Of 37 492 patients in the ATRIA‐CVRN cohort, 23 394 were invited to complete a 35‐item health questionnaire because they were alive at the time of questionnaire administration (May 1, 2010 and September 30, 2010), were active health plan members, had a valid mailing address or telephone number, and had not been prescribed warfarin ≥90 days before questionnaire administration (to focus only on presumed incident cases of AF). The questionnaire solicited information about personal and family medical history, self‐rated health, personal health behaviors, sociodemographic characteristics, anthropometrics, and overall health literacy. Complete questionnaires were obtained from 13 140 (56.2%) patients, with 9677 (73.6%) completing the questionnaire by mail and 3463 (26.4%) by telephone with a professional interviewer. Mailed questionnaires were available in 3 languages (English, Spanish, and Mandarin) and telephone questionnaires were conducted in either English or Spanish. The median length of time (interquartile range) between being diagnosed with AF or atrial flutter and questionnaire completion was 2.65 years (1.0 years). Patients who were missing data to assess their health literacy (n=471), awareness of an AF diagnosis (n=122), or both (n=30) were excluded. The final analytic cohort for this study included 12 517 patients.

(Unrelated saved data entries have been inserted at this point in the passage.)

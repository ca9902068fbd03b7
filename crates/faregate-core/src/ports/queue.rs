//! Queue port - pending task id の FIFO バッファ
//!
//! The queue carries TaskId only; parameters and status live in the registry.

use async_trait::async_trait;

use crate::domain::TaskId;

/// Queue port (interface).
///
/// Implementations must tolerate concurrent `enqueue` from submitters and
/// concurrent `dequeue` from every worker without losing or duplicating an id.
#[async_trait]
pub trait Queue: Send + Sync {
    /// Append to the tail. Returns false if the queue is closed.
    fn enqueue(&self, task_id: TaskId) -> bool;

    /// Wait for the head item. Returns `None` once the queue is closed.
    async fn dequeue(&self) -> Option<TaskId>;

    /// Take `task_id` out wherever it sits. Returns whether it was queued.
    fn remove(&self, task_id: TaskId) -> bool;

    /// Non-blocking pop.
    fn try_dequeue(&self) -> Option<TaskId>;

    /// Coarse emptiness check; not a synchronization primitive.
    fn is_empty(&self) -> bool;

    fn len(&self) -> usize;

    /// Stop handing out items and wake every waiting `dequeue`.
    fn close(&self);

    fn is_closed(&self) -> bool;
}
//! faregate-cli
//!
//! Runs one batch of flight-price acquisition tasks from a TOML batch file
//! and prints a JSON report.

pub mod acquisition;
pub mod cli;
pub mod config;
pub mod controller;
pub mod logging;
pub mod retry;
pub mod tasks;

use std::path::Path;
use std::sync::Arc;

use anyhow::{Context, Result};
use chrono::Local;
use faregate_core::TaskHandler;
use faregate_core::typed::TypedHandler;
use tracing::info;

use crate::acquisition::{CommandHandler, DryRunHandler, FlightQuery};
use crate::cli::CliArgs;
use crate::config::{BatchConfig, load_and_validate, require_command};
use crate::controller::{BatchController, BatchReport};

/// Entry point used by `main.rs`: load the batch file, expand its task
/// templates against today's date, run it, print the report on stdout.
pub async fn run(args: CliArgs) -> Result<()> {
    let mut cfg = load_and_validate(&args.config)?;
    let base_dir = Path::new(&args.config).parent().unwrap_or(Path::new("."));
    let holidays = tasks::load_holidays(&cfg, base_dir)
        .with_context(|| format!("loading holidays for {:?}", args.config))?;
    cfg.flight_tasks = tasks::expand(&cfg, &holidays, Local::now().date_naive());
    info!(
        tasks = cfg.flight_tasks.len(),
        holidays = holidays.len(),
        "flight tasks expanded"
    );

    let handler = select_handler(&cfg, args.dry_run)?;

    let report = BatchController::new(cfg, handler).run().await?;
    print_report(&report)
}

fn select_handler(cfg: &BatchConfig, dry_run: bool) -> Result<Arc<dyn TaskHandler>> {
    if dry_run {
        info!("dry run: acquisition command will not be executed");
        return Ok(Arc::new(TypedHandler::<FlightQuery, _>::new(DryRunHandler)));
    }
    let command = require_command(cfg)?;
    Ok(Arc::new(TypedHandler::<FlightQuery, _>::new(CommandHandler::new(command))))
}

fn print_report(report: &BatchReport) -> Result<()> {
    let json = serde_json::to_string_pretty(report).context("serializing batch report")?;
    println!("{json}");
    Ok(())
}
//! Ports - 抽象化レイヤー
//!
//! 外部との境界（時刻、ID 生成、キュー、タスク実行）を trait で切る。

pub mod clock;
pub mod handler;
pub mod id_generator;
pub mod queue;

pub use self::clock::{Clock, FixedClock, SystemClock};
pub use self::handler::{FnHandler, TaskHandler, handler_fn};
pub use self::id_generator::{IdGenerator, UlidGenerator};
pub use self::queue::Queue;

This study was approved by the institutional review boards at KPNC and KPSC. A waiver of written informed consent was obtained because of the nature of the study being a minimal‐risk health questionnaire.
Health Literacy
Health literacy was assessed using 3 questions from the health questionnaire.25, 26, 27, 28 These questions included (1) “How often has someone (like a family member, friend, hospital clinic worker, or caregiver) helped you read hospital or other medical materials?” with the response options of “None of the time,” “A little of the time,” “Some of the time,” “Most of the time,” and “All of the time”; (2) “How often do you have problems learning about your medical condition because of difficulty understanding written information?” with the same response options as the first question; and (3) “How confident are you filling out forms by yourself?” with the response options of “Extremely,” “Quite a bit,” “Somewhat,” “A little bit,” and “Not at all.” For each of these questions, response options were scored from 0 to 4, with higher scores representing lower health literacy. Therefore, the response options “None of the time” and “Extremely” were given a score of 0 and “All of the time” and “Not at all” were given a score of 4. The scores from each of these 3 questions were summed (range 0–12) and the summed score was dichotomized into “adequate health literacy” score 0 to 2 and “inadequate health literacy” score ≥3 (Table 1). This method of dichotomization has been previously identified to optimally distinguish between inadequate and adequate health literacy.25, 26, 27, 28 This 3‐item instrument has also been previously validated among patients from a VA preoperative clinic using the Short Test of Functional Health Literacy in Adults (S‐TOHFLA). The area under the receiver operating characteristic curve was calculated to compare overall performance resulting in values of 0.87 (95% CI=0.78–0.96), 0.76 (95% CI=0.62–0.90), and 0.80 (95% CI=0.67–0.93), respectively, for each question.25
Table 1.
Question | n (%) |
---|---|
“How often has someone (like a family member, friend, hospital clinic worker, or caregiver) helped you read hospital or other medical materials?” | |
None of the time=0 | 9740 (77.8) |
A little of the time=1 | 940 (7.5) |
Some of the time=2 | 801 (6.4) |
Most of the time=3 | 404 (3.2) |
All of the time=4 | 632 (5.1) |
“How often do you have problems learning about your medical condition because of difficulty understanding written information?” | |
None of the time=0 | 9971 (79.7) |
A little of the time=1 | 1172 (9.4) |
Some of the time=2 | 799 (6.4) |
Most of the time=3 | 228 (1.8) |
All of the time=4 | 347 (2.8) |
“How confident are you filling out forms by yourself?” | |
Extremely=0 | 8614 (68.8) |
Quite a bit=1 | 2118 (16.9) |
Somewhat=2 | 792 (6.3) |
A little bit=3 | 353 (2.8) |
Not at all=4 | 640 (5.1) |
Health literacy | |
Adequate | 9963 (79.6) |
Inadequatea | 2554 (20.4) |
Inadequate health literacy was defined as a summed score ≥3.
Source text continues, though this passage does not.